LGBTQ Discrimination Decision May Help The Climate | Who’s The Culprit Of Ongoing Election Chaos? Look No Further Than SCOTUS
June 24, 2020
TODAY IN HISTORY|
On this day in 1992, the Supreme Court strengthened its 30-year ban on officially sponsored worship in public schools, prohibiting prayer as a part of graduation ceremonies.
THERE IS NO PLANET B|
John Schwartz with The New York Times considers how the Supreme Court’s recent ruling on LGBTQ workplace rights could give a boost to climate lawsuits. ANN E. CARLSON, an expert on climate change law at UCLA, said in a blog post that the court’s decision written by JUSTICE NEIL GORSUCH “provides potent ammunition” for using the Clean Air Act to regulate the greenhouse gas emissions that cause climate change. Schwartz writes, “Some Supreme Court justices have argued that the Environmental Protection Agency lacks the power to broadly regulate greenhouse gases because the authors of the Clean Air Act did not specifically address climate change. Now, though, Justice Gorsuch’s decision ‘will surely be used,’ Professor Carlson wrote, to persuade the court that broad regulation of greenhouse gases under the Clean Air Act lies squarely within the text of the statute.”
WHO'S REALLY TO BLAME|
Bill Barrow with The Associated Press reports that Republicans have been blaming the recent examples of election chaos during primaries on Democrats. In reality, he notes, the blame should probably be pointed at the Supreme Court. Barrow writes that the election issues playing out in states like Georgia and Kentucky are a manifestation of Shelby County v. Holder — the 2013 landmark decision that gutted the Voting Rights Act. “Seven years later, the fallout from that decision is colliding with unprecedented changes to the way elections are being conducted. In response to the coronavirus, many states are encouraging mail-in voting. That — combined with a reduction in poll workers — has prompted the consolidation of polling places.”

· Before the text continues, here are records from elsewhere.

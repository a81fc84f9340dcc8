//! Property tests for posterior invariants and search determinism.

use bayesprot_core::engine::pmf::{Pmf, NORMALIZATION_TOLERANCE};
use bayesprot_core::optimizer::SearchState;
use bayesprot_core::BayesianProteinInference;
use bayesprot_tests::{fixed_config, proteins, spectrum};
use proptest::prelude::*;

/// Posterior of protein `P` given two PSMs, one shared with `Q`.
fn protein_posterior(alpha: f64, beta: f64, gamma: f64, s1: f64, s2: f64) -> f64 {
    let mut prots = proteins(&["P", "Q"]);
    let mut peps = vec![
        spectrum("AAK", s1, &["P"]),
        spectrum("CCK", s2, &["P", "Q"]),
    ];
    BayesianProteinInference::new(fixed_config(alpha, beta, gamma))
        .expect("config")
        .infer_posterior_probabilities(&mut prots, &mut peps)
        .expect("inference");
    prots.hits[0].score
}

proptest! {
    #[test]
    fn pmf_is_normalized(first in -5i64..5, table in prop::collection::vec(0f64..10.0, 1..8)) {
        prop_assume!(table.iter().sum::<f64>() > 0.0);
        let pmf = Pmf::new(first, table).unwrap();
        let mass: f64 = pmf.table().iter().sum();
        prop_assert!((mass - 1.0).abs() < NORMALIZATION_TOLERANCE);
        prop_assert!(pmf.first_support() <= pmf.last_support());
        let narrowed = pmf.narrowed();
        prop_assert!(narrowed.first_support() >= pmf.first_support());
        prop_assert!(narrowed.last_support() <= pmf.last_support());
    }

    #[test]
    fn posterior_never_decreases_with_prior(
        alpha in 0.05f64..0.95,
        beta in 0.001f64..0.2,
        g1 in 0.01f64..0.99,
        g2 in 0.01f64..0.99,
        s1 in 0.0f64..1.0,
        s2 in 0.0f64..1.0,
    ) {
        let (low, high) = if g1 <= g2 { (g1, g2) } else { (g2, g1) };
        let p_low = protein_posterior(alpha, beta, low, s1, s2);
        let p_high = protein_posterior(alpha, beta, high, s1, s2);
        prop_assert!(p_high >= p_low - 1e-9, "γ {} -> {}, γ {} -> {}", low, p_low, high, p_high);
    }

    #[test]
    fn posteriors_are_probabilities(
        alpha in 0.05f64..0.95,
        gamma in 0.01f64..0.99,
        s1 in 0.0f64..1.0,
        s2 in 0.0f64..1.0,
    ) {
        let p = protein_posterior(alpha, 0.01, gamma, s1, s2);
        prop_assert!((0.0..=1.0).contains(&p));
    }

    #[test]
    fn search_best_is_first_strict_maximum(objectives in prop::collection::vec(-1.0f64..1.0, 1..20)) {
        let mut state = SearchState::new(-1.0);
        for (i, &objective) in objectives.iter().enumerate() {
            state.record([i, 0, 0], objective);
        }
        let max = objectives.iter().cloned().fold(f64::NEG_INFINITY, f64::max);
        let first = objectives.iter().position(|&o| o == max).unwrap();
        if max > -1.0 {
            prop_assert_eq!(state.best_indices(), [first, 0, 0]);
        } else {
            prop_assert!(state.best().is_none());
        }
    }
}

“Earlier this month, Libertarian REP. JUSTIN AMASH introduced the Ending Qualified Immunity Act. The bill, now co-sponsored by both Democrats and Republicans, would eliminate qualified immunity, a judicially created legal doctrine that protects many police officers from lawsuits brought by victims of excessive force. Ending qualified immunity is an important measure for increasing law enforcement accountability, and because the U.S. Supreme Court announced last week that it will not reconsider its qualified immunity decisions, the onus is now on Congress to act. But this task is an odd one because the Ending Qualified Immunity Act amends a law that never expressly included qualified immunity in the first place.” In The National Law Journal, Orion de Nevers describes the history of qualified immunity and the decisions from the Supreme Court that made it possible. Section 1983 of the Civil Rights Act of 1871 was supposed to hold law enforcement liable for acts that deprive others of their constitutional or statutory rights, and nearly 150 years later, it’s time to make good on that promise, says de Nevers.
A CARDINAL RULE?|
Just three days before the Supreme Court ruled employers can’t fire workers based on their sexual orientation or gender identity, a Michigan woman was informed by Catholic officials that she is to be fired from her part-time job as a church music director because she is married to a woman. Kathleen Gray with The New York Times reports, “In his opinion, JUSTICE NEIL M. GORSUCH recognized the existence of protections for religious institutions in employment, including the First Amendment, the Religious Freedom Restoration Act of 1993 and a 2012 Supreme Court ruling that recognized a ‘ministerial exception’ in employment discrimination laws. But there are also cases before the Supreme Court regarding religious exemptions to the Civil Rights Act of 1964 that could address protections for religious organizations more directly.”